Work request >> Give back exactly the first lines of the entries below, through the line with "been fetched and".

(Beginning of Materials provided)

//! Completion monitor
//!
//! The monitor watches the dedup stage's published snapshots and raises the
//! crawl's cancellation token exactly once, when the crawl is finished.
//!
//! Two strategies are available:
//! - `exact`: finish as soon as every discovered URL has been fetched and
//!   its links merged back, with no batch in flight
//! - `stability`: finish after several consecutive polls observe
//!   `fetched == total` with no growth, pausing for a grace period after
//!   each stable poll

use crate::config::{CompletionMode, CrawlerConfig};
use crate::state::VisitedSnapshot;
use std::fmt;
use std::time::Duration;
use tokio::sync::watch;
use tokio::time::MissedTickBehavior;
use tokio_util::sync::CancellationToken;

/// Why a crawl stopped
#[derive(Debug, Clone, Copy, PartialEq, Eq)]
pub enum CompletionReason {
    /// No outstanding work remained
    Quiescent,
    /// Consecutive polls saw no growth
    Stable,
    /// Cancelled from outside (e.g. Ctrl-C)
    Cancelled,
}

impl fmt::Display for CompletionReason {
    fn fmt(&self, f: &mut fmt::Formatter<'_>) -> fmt::Result {
        match self {
            Self::Quiescent => write!(f, "all work drained"),
            Self::Stable => write!(f, "visited set stable"),
            Self::Cancelled => write!(f, "cancelled"),
        }
    }
}

/// What a single stability poll observed
#[derive(Debug, Clone, Copy, PartialEq, Eq)]
pub enum Observation {
    /// Some discovered URLs have not been fetched yet
    Busy,
    /// Everything is fetched, but the counts moved since the last poll
    Settling,
    /// Everything is fetched and nothing changed since the last poll
    Stable,
}

/// The polling heuristic behind `stability` completion
///
/// A poll with unfetched URLs resets the streak. A poll where
/// `fetched == total` and both counts equal the previous poll's extends it.
/// The crawl is complete once the streak reaches the threshold.
#[derive(Debug, Clone)]
pub struct StabilityDetector {
    threshold: u32,
    streak: u32,
    last_fetched: usize,
    last_total: usize,
}

impl StabilityDetector {
    pub fn new(threshold: u32) -> Self {
        Self {
            threshold,
            streak: 0,
            last_fetched: 0,
            last_total: 0,
        }
    }

    pub fn observe(&mut self, snapshot: &VisitedSnapshot) -> Observation {
        let observation = if !snapshot.all_fetched() {
            self.streak = 0;
            Observation::Busy
        } else if snapshot.total > 0
            && snapshot.fetched == self.last_fetched
            && snapshot.total == self.last_total
        {
            self.streak += 1;
            Observation::Stable
        } else {
            Observation::Settling
        };

        self.last_fetched = snapshot.fetched;
        self.last_total = snapshot.total;
        observation
    }

    pub fn streak(&self) -> u32 {
        self.streak
    }

    pub fn is_complete(&self) -> bool {
        self.streak >= self.threshold
    }
}

/// Watches crawl progress and cancels the crawl when it is done
pub struct Monitor {
    mode: CompletionMode,
    poll_interval: Duration,
    grace_period: Duration,
    detector: StabilityDetector,
    snapshots: watch::Receiver<VisitedSnapshot>,
    cancel: CancellationToken,
    last_logged: Option<VisitedSnapshot>,
}

impl Monitor {
    pub fn new(
        config: &CrawlerConfig,
        snapshots: watch::Receiver<VisitedSnapshot>,
        cancel: CancellationToken,
    ) -> Self {
        Self {
            mode: config.completion,
            poll_interval: config.poll_interval(),
            grace_period: config.grace_period(),
            detector: StabilityDetector::new(config.stability_threshold),
            snapshots,
            cancel,
            last_logged: None,
        }
    }

    /// Runs until the crawl is finished, then raises cancellation
    pub async fn run(mut self) -> CompletionReason {
        let reason = match self.mode {
            CompletionMode::Exact => self.wait_for_quiescence().await,
            CompletionMode::Stability => self.wait_for_stability().await,
        };

        let snapshot = *self.snapshots.borrow();
        tracing::info!(
            "Crawl finished ({}): {} discovered, {} fetched",
            reason,
            snapshot.total,
            snapshot.fetched
        );

        self.cancel.cancel();
        reason
    }

    async fn wait_for_quiescence(&mut self) -> CompletionReason {
        let mut ticker = tokio::time::interval(self.poll_interval);
        ticker.set_missed_tick_behavior(MissedTickBehavior::Skip);

        loop {
            if self.snapshots.borrow_and_update().is_quiescent() {
                return CompletionReason::Quiescent;
            }

            tokio::select! {
                biased;
                _ = self.cancel.cancelled() => return CompletionReason::Cancelled,
                changed = self.snapshots.changed() => {
                    if changed.is_err() {
                        // The dedup stage only stops once cancellation is raised
                        return CompletionReason::Cancelled;
                    }
                }
                _ = ticker.tick() => self.log_progress(),
            }
        }
    }

    async fn wait_for_stability(&mut self) -> CompletionReason {
        loop {
            if !self.pause(self.poll_interval).await {
                return CompletionReason::Cancelled;
            }

            let snapshot = *self.snapshots.borrow();
            if self.detector.observe(&snapshot) == Observation::Stable {
                tracing::debug!(
                    "No growth for {} consecutive polls",
                    self.detector.streak()
                );
                if !self.pause(self.grace_period).await {
                    return CompletionReason::Cancelled;
                }
            }

            if self.detector.is_complete() {
                return CompletionReason::Stable;
            }

            self.log_progress();
        }
    }

    /// Sleeps unless cancelled first; returns false on cancellation
    async fn pause(&self, duration: Duration) -> bool {
        tokio::select! {
            biased;
            _ = self.cancel.cancelled() => false,
            _ = tokio::time::sleep(duration) => true,
        }
    }

    fn log_progress(&mut self) {
        let snapshot = *self.snapshots.borrow();
        if self.last_logged == Some(snapshot) {
            return;
        }

        tracing::info!(
            "Progress: {} discovered, {} fetched, {} in flight",
            snapshot.total,
            snapshot.fetched,
            snapshot.outstanding
        );
        self.last_logged = Some(snapshot);
    }
}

(End of Materials provided)

Finished exercise >>
//! Completion monitor
//!
//! The monitor watches the dedup stage's published snapshots and raises the
//! crawl's cancellation token exactly once, when the crawl is finished.
//!
//! Two strategies are available:
//! - `exact`: finish as soon as every discovered URL has been fetched and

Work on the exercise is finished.